Partner | Cayman IslandsLondon

Neal Lomax

Neal Lomax

Partner | Cayman Islands

Simon Dickson

Simon Dickson

Partner | Cayman Islands

Update

No automatic redemptions in a master-feeder structure

30 June 2020

In Ardon Maroon Asia Fund, the Cayman Islands Court of Appeal found that a notice to redeem served on a feeder fund did not automatically trigger an equivalent redemption in the master fund. This decision provides clarity as to the court's construction of a fund's redemption regime.

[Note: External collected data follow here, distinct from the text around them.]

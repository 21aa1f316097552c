use serde::{Deserialize, Serialize};

/// 덕트 직경 표시 단위. 내부 기준은 인치이다.
#[derive(Debug, Clone, Copy, PartialEq, Eq, Default, Serialize, Deserialize)]
pub enum LengthUnit {
    #[default]
    Inch,
    Millimeter,
}

impl LengthUnit {
    pub fn symbol(&self) -> &'static str {
        match self {
            LengthUnit::Inch => "\"",
            LengthUnit::Millimeter => " mm",
        }
    }
}

fn to_inch(value: f64, unit: LengthUnit) -> f64 {
    match unit {
        LengthUnit::Inch => value,
        LengthUnit::Millimeter => value / 25.4,
    }
}

fn from_inch(value_in: f64, unit: LengthUnit) -> f64 {
    match unit {
        LengthUnit::Inch => value_in,
        LengthUnit::Millimeter => value_in * 25.4,
    }
}

/// 길이를 다른 단위로 변환한다.
pub fn convert_length(value: f64, from: LengthUnit, to: LengthUnit) -> f64 {
    let inch = to_inch(value, from);
    from_inch(inch, to)
}
use serde::{Deserialize, Serialize};
use std::fs;
use std::path::{Path, PathBuf};
use thiserror::Error;

use crate::contact::ContactConfig;
use crate::units::{AirflowUnit, LengthUnit};

/// 기본 설정 파일 이름.
pub const CONFIG_FILE: &str = "config.toml";

/// 애플리케이션 설정을 표현한다.
#[derive(Debug, Clone, PartialEq, Serialize, Deserialize)]
#[serde(default)]
pub struct Config {
    /// 표시 언어(ko/en). 비어 있으면 시스템 로케일을 따른다.
    pub language: Option<String>,
    /// 계산기 시작 단위
    pub default_unit: AirflowUnit,
    /// 덕트 직경 표시 단위
    pub diameter_unit: LengthUnit,
    /// 마지막 CFM 값을 보관하는 파일
    pub preferences_path: PathBuf,
    /// 로그 레벨(error/warn/info/debug/trace)
    pub log_level: String,
    pub contact: ContactConfig,
}

impl Default for Config {
    fn default() -> Self {
        Self {
            language: None,
            default_unit: AirflowUnit::Cfm,
            diameter_unit: LengthUnit::Inch,
            preferences_path: PathBuf::from("preferences.toml"),
            log_level: "warn".to_string(),
            contact: ContactConfig::default(),
        }
    }
}

/// 설정 로드/저장 시 발생 가능한 오류를 표현한다.
#[derive(Debug, Error)]
pub enum ConfigError {
    /// 파일 입출력 오류
    #[error("파일 입출력 오류: {0}")]
    Io(#[from] std::io::Error),
    /// TOML 역직렬화 오류
    #[error("설정 파싱 오류: {0}")]
    Serde(#[from] toml::de::Error),
    /// TOML 직렬화 오류
    #[error("설정 직렬화 오류: {0}")]
    Serialize(#[from] toml::ser::Error),
}

/// config.toml을 로드하거나 없으면 기본 설정을 생성한다.
pub fn load_or_default() -> Result<Config, ConfigError> {
    load_from(Path::new(CONFIG_FILE))
}

/// 지정 경로의 설정을 로드한다. 파일이 없으면 기본값을 저장하고 돌려준다.
pub fn load_from(path: &Path) -> Result<Config, ConfigError> {
    if path.exists() {
        let content = fs::read_to_string(path)?;
        let cfg: Config = toml::from_str(&content)?;
        Ok(cfg)
    } else {
        let cfg = Config::default();
        save_config(&cfg, path)?;
        Ok(cfg)
    }
}

fn save_config(cfg: &Config, path: &Path) -> Result<(), ConfigError> {
    let content = toml::to_string_pretty(cfg)?;
    fs::write(path, content)?;
    Ok(())
}

impl Config {
    /// 설정을 지정 경로에 저장한다.
    pub fn save(&self, path: &Path) -> Result<(), ConfigError> {
        save_config(self, path)
    }
}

In July 2018, McMillan J dismissed an application to set aside a rejection of proof of debt (POD). The POD was lodged by the feeder fund in the liquidation of the master fund. The judgment provided guidance on construction when considering a fund's redemption regime in its articles of association. The feeder fund appealed and, on 20 May 2020, the Court of Appeal (the CICA) dismissed the appeal, upholding McMillan J's first instance decision and confirming that the redemption process must be made strictly in accordance with the contractual provisions of the fund.

Background

Ardon Maroon Asia Master Fund (the Master Fund) and its two feeder funds, Ardon Maroon Asia Dragon Feeder Fund (Dragon) and Ardon Maroon Asia Eagle Feeder Fund LP (Eagle), formed a traditional master/feeder structure.

In August 2014, one of Dragon's investors (UBS) redeemed shares to the value of US$15 million. Dragon did not give a corresponding notice to redeem shares of equivalent value in the Master Fund. In any event, the Master Fund did not have sufficient liquidity to meet a US$15 million redemption. Shortly thereafter Dragon and the Master Fund were wound up.

UBS lodged a POD in the liquidation of Dragon, and Dragon lodged a corresponding POD with the Master Fund. The Master Fund rejected the POD on the grounds that Dragon had failed to lodge a redemption notice.

Dragon appealed against the rejection of the POD.

Dragon's application was dismissed on three principle grounds that: (i) the procedure for redemption of shares was set out in the Master Fund's articles and required a notice of redemption; (ii) even if it were open to the directors of the Master Fund to decide on some other procedure, they had not done so; and (iii) the directors had not waived the requirement of a notice.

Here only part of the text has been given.